Facebook smashed it.

The social-network giant beat expectations when it reported its first-quarter earnings on Wednesday, sending stock soaring in after-hours trading by 8% to an all-time high. The growth comes off the back of the company’s strong mobile business.

CEO Mark Zuckerberg is also proposing a new share structure that will allow him to give away the majority of his fortune to charity while retaining voting control of the company.

Analysts are responding uniformly positive to the news, raising their price targets for the company as they reiterate overweight/buy ratings across the board.
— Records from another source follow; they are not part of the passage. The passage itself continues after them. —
//! The core: one named logical server unit
//!
//! A core owns its descriptor, its configuration and a handler table
//! resolved through the plugin registry. Its release is governed by an
//! embedded [`Lifecycle`]; the container's registration holds the initial
//! reference and every lookup holds one more.

use std::sync::atomic::{AtomicU64, Ordering};
use std::sync::Arc;
use std::time::Instant;

use ch_01_plugin_registry::{MonitorRegistry, Monitorable, PluginHandle, PluginRegistry};
use ch_02_core_lifecycle::{Lifecycle, LifecycleState, Managed};
use core_telemetry::{record_request, time_histogram, REQUEST_DURATION};
use shared_types::{CoreError, CoreResult, NamedList, Value};
use tracing::{debug, info, warn};

use super::config::CoreConfig;
use super::descriptor::CoreDescriptor;
use super::request::{route_candidates, CoreRequest, RequestHandler};
use crate::context::ProcessContext;

/// Name of the core's own entry inside its monitor scope.
pub const CORE_MONITOR: &str = "core";

#[derive(Default)]
struct CoreStats {
    requests: AtomicU64,
    errors: AtomicU64,
}

pub struct Core {
    descriptor: CoreDescriptor,
    config: CoreConfig,
    lifecycle: Lifecycle,
    handlers: PluginRegistry<dyn RequestHandler>,
    monitors: Arc<MonitorRegistry>,
    started: Instant,
    stats: CoreStats,
}

impl Core {
    pub fn new(descriptor: CoreDescriptor, config: CoreConfig, ctx: &ProcessContext) -> Self {
        let name = descriptor.name().to_string();
        debug!(core = %name, role = %descriptor.role(), "[core] Core created");
        Self {
            lifecycle: Lifecycle::new(format!("core:{name}")),
            handlers: PluginRegistry::new(
                name,
                Arc::clone(ctx.handler_factories()),
                Some(Arc::clone(ctx.monitors())),
            ),
            monitors: Arc::clone(ctx.monitors()),
            descriptor,
            config,
            started: Instant::now(),
            stats: CoreStats::default(),
        }
    }

    pub fn name(&self) -> &str {
        self.descriptor.name()
    }

    pub fn descriptor(&self) -> &CoreDescriptor {
        &self.descriptor
    }

    pub fn config(&self) -> &CoreConfig {
        &self.config
    }

    pub fn state(&self) -> LifecycleState {
        self.lifecycle.state()
    }

    pub fn open_count(&self) -> usize {
        self.lifecycle.open_count()
    }

    /// Build the handler table, register the core's monitor and move to
    /// `Inited`. Valid once, on a `Created` core.
    pub fn on_inited(self: &Arc<Self>) -> CoreResult<()> {
        if self.lifecycle.state() != LifecycleState::Created {
            return self.lifecycle.mark_inited();
        }
        if let Some(info) = self
            .config
            .plugins()
            .iter()
            .find(|info| info.name.trim_start_matches('/') == CORE_MONITOR)
        {
            return Err(CoreError::config(
                format!("{}/plugins/{}", self.name(), info.name),
                format!("handler name '{CORE_MONITOR}' is reserved for the core monitor"),
            ));
        }
        let handlers = self
            .handlers
            .load(self.config.plugins())
            .map_err(|e| CoreError::from(e).within(self.name()))?;
        self.monitors.register(
            self.name(),
            CORE_MONITOR,
            Arc::clone(self) as Arc<dyn Monitorable>,
        );
        if let Err(e) = self.lifecycle.mark_inited() {
            self.teardown();
            return Err(e);
        }
        info!(core = %self.name(), handlers, "[core] Core initialized");
        Ok(())
    }

    pub fn handler(&self, name: &str) -> Option<PluginHandle<dyn RequestHandler>> {
        self.handlers.get(name)
    }

    /// Handler names in declaration order.
    pub fn handler_names(&self) -> Vec<String> {
        self.handlers.names()
    }

    /// Resolve `path` to a handler by longest matching prefix. The root
    /// path resolves to the default handler.
    pub fn resolve(&self, path: &str) -> CoreResult<(String, Arc<dyn RequestHandler>)> {
        let candidates = route_candidates(path);
        let found = if candidates.is_empty() {
            self.handlers.default_plugin().map(|h| ("/".to_string(), h))
        } else {
            candidates
                .into_iter()
                .find_map(|name| self.handlers.get(&name).map(|h| (name, h)))
        };
        let (name, handle) = found
            .ok_or_else(|| CoreError::NotFound(format!("{}{}", self.name(), normalize(path))))?;
        let handler = handle
            .get()
            .map_err(|e| CoreError::from(e).within(self.name()))?;
        Ok((name, handler))
    }

    /// Route and run one request.
    pub fn handle(&self, request: &CoreRequest) -> CoreResult<NamedList> {
        self.lifecycle.ensure_inited()?;
        let _timer = time_histogram!(REQUEST_DURATION);
        self.stats.requests.fetch_add(1, Ordering::Relaxed);

        let result = self
            .resolve(&request.path)
            .and_then(|(name, handler)| {
                debug!(core = %self.name(), handler = %name, "[core] Dispatch");
                handler.handle(self, request)
            });

        record_request("core", result.is_ok());
        if let Err(e) = &result {
            self.stats.errors.fetch_add(1, Ordering::Relaxed);
            warn!(core = %self.name(), path = %request.path, error = %e, "[core] Request failed");
        }
        result
    }

    pub fn describe(&self) -> NamedList {
        NamedList::new()
            .with("name", self.name())
            .with("state", self.state().to_string())
            .with("open_count", self.open_count())
            .with("uptime_ms", self.started.elapsed().as_millis() as u64)
            .with("handlers", self.handler_names().into_iter().map(Value::from).collect::<Vec<_>>())
            .with("descriptor", self.descriptor.describe())
    }
}

fn normalize(path: &str) -> String {
    if path.starts_with('/') {
        path.to_string()
    } else {
        format!("/{path}")
    }
}

impl Managed for Core {
    fn lifecycle(&self) -> &Lifecycle {
        &self.lifecycle
    }

    /// Clears the handler table and unregisters this core's monitors. A
    /// replacement registered under the same name keeps its entries.
    fn teardown(&self) {
        let handlers = self.handlers.clear();
        self.monitors.unregister_item(
            &MonitorRegistry::key(self.name(), CORE_MONITOR),
            self as *const Self,
        );
        info!(core = %self.name(), handlers, "[core] Core closed");
    }
}

impl Monitorable for Core {
    fn name(&self) -> String {
        self.descriptor.name().to_string()
    }

    fn category(&self) -> &str {
        "CORE"
    }

    fn description(&self) -> String {
        format!("core '{}' ({})", self.descriptor.name(), self.descriptor.role())
    }

    fn statistics(&self) -> NamedList {
        NamedList::new()
            .with("state", self.state().to_string())
            .with("open_count", self.open_count())
            .with("requests", self.stats.requests.load(Ordering::Relaxed))
            .with("errors", self.stats.errors.load(Ordering::Relaxed))
            .with("handlers", self.handlers.len())
            .with("instance_dir", self.descriptor.instance_dir().display().to_string())
    }
}

impl std::fmt::Debug for Core {
    fn fmt(&self, f: &mut std::fmt::Formatter<'_>) -> std::fmt::Result {
        f.debug_struct("Core")
            .field("name", &self.descriptor.name())
            .field("state", &self.state())
            .field("open_count", &self.open_count())
            .finish()
    }
}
We’ve rounded up a selection of reactions from analysts — but first, here are the key numbers, via Business Insider’s Jillian D’Onfro:

  • Earnings per share: $0.77 versus $0.62 expected.
  • Revenue: $5.38 billion versus $5.25 billion expected, up 52% year-over-year. Ad revenue is up 57% year-over-year.
  • Monthly active users: 1.65 billion versus 1.62 billion expected.
  • Daily active users: 1.09 billion on average for March. This quarter, 66% of Facebook’s monthly active users were daily active users, which is up from 65% during the same period last year.
  • Total costs and expenses were $3.37 billion, up 29% year-over-year, and capital expenditures were $1.13 billion.
  • Free cash flow for the first quarter of 2016 was $1.85 billion.
  • Facebook has 13,600 employees, up 35% from the same time last year.
  • Most of Facebook’s revenue comes from North America and Europe, with only about 24% ($1.3 billion) coming from Asia-Pacific and the rest of the world. But those areas account for 66% of its monthly active users. The average revenue per user in those regions is still tiny, compared to in the US: $1.56 and $0.91, respectively, versus $12.43 and $3.98 in the US and Europe.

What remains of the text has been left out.